UNA VEZ QUE VOMITÉ ME ENCONTRÉ MEJOR. ME DISCULPÉ por devolver en el laboratorio, pero por suerte el suelo no conservaría pruebas del desastre. Carmichael me dio un caramelo mentolado y nos marchamos. Rhys nos llevó a casa, e hizo las gestiones pertinentes para recoger el otro coche a la mañana siguiente. Aparte de él, nadie más que yo sabía conducir, y ninguno de los hombres parecía desear que lo hiciera. Supongo que no podía culparlos.
Me recliné en el asiento de los pasajeros y dije…
– Pensé que podría tener náuseas por la mañana, no por la tarde.
– Es diferente de una mujer a otra -dijo Doyle desde el asiento trasero.
– ¿Conoces a alguien que sufra de náuseas por la tarde? -pregunté.
– Sí -fue todo lo que dijo.
Me giré en el asiento y él era la Oscuridad en un coche oscuro, aunque las farolas nos iluminaban mientras Rhys conducía. Frost estaba a su lado, haciendo que el contraste fuera aún mayor. Barinthus estaba en el lado opuesto y había dejado claro que no deseaba estar cerca de Frost.
– ¿Quién es ella? -le pregunté.
– Mi mujer -dijo, mirando hacia fuera por la ventanilla, no hacia mí.
– ¿Has estado casado?
– Sí.
– ¿Y tenías algún hijo?
– Sí.
– ¿Qué les pasó?
– Murieron.
No supe qué decir a esto. Me acababa de enterar de que Doyle había estado casado, había tenido un hijo, y los había perdido a ambos; no había tenido idea de todo eso minutos antes.
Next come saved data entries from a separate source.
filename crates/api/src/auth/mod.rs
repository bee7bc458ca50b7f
//! Authentication primitives.
//!
//! - [`password`] -- Argon2id password hashing and verification.
//! - [`jwt`] -- JWT access-token generation and validation.

pub mod jwt;
pub mod password;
Me giré y dejé que el silencio llenara el coche.
– ¿No te molesta? -preguntó Doyle quedamente.
– Pienso en ello, pero… ¿cuántos de vosotros habéis tenido mujer e hijos?
– Todos nosotros menos Frost, creo -contestó Rhys.
– Los tuve -dijo Frost.
– Rose -dije.
Él afirmó con la cabeza.
– Sí.
– No sabía que hubieras tenido un hijo con ella. ¿Qué pasó?
– Murió.
– Todos murieron -musitó Doyle.
Barinthus habló desde la penumbra del asiento trasero.
– Hay momentos, Meredith, en los que ser inmortal y eternamente joven no es una bendición.
Pensé en ello.
– Por lo que sabemos, estoy envejeciendo a un ritmo sólo algo más lento que un humano normal. No soy ni inmortal, ni eternamente joven.
– No eras inmortal de niña -dijo Barinthus -y tampoco tenías alguna mano de poder como los otros niños.
– ¿Todos vosotros vais a estar dentro de más de cien años, sentados en algún coche movido por energía atómica y contándoles a nuestros hijos cosas sobre mí?
Nadie dijo nada, pero Rhys separó una mano del volante y la puso sobre la mía. Realmente no había nada qué decir, o ningún consuelo. Me agarré a la mano de Rhys, y él me la sostuvo todo el camino a casa. A veces el consuelo no tiene palabras.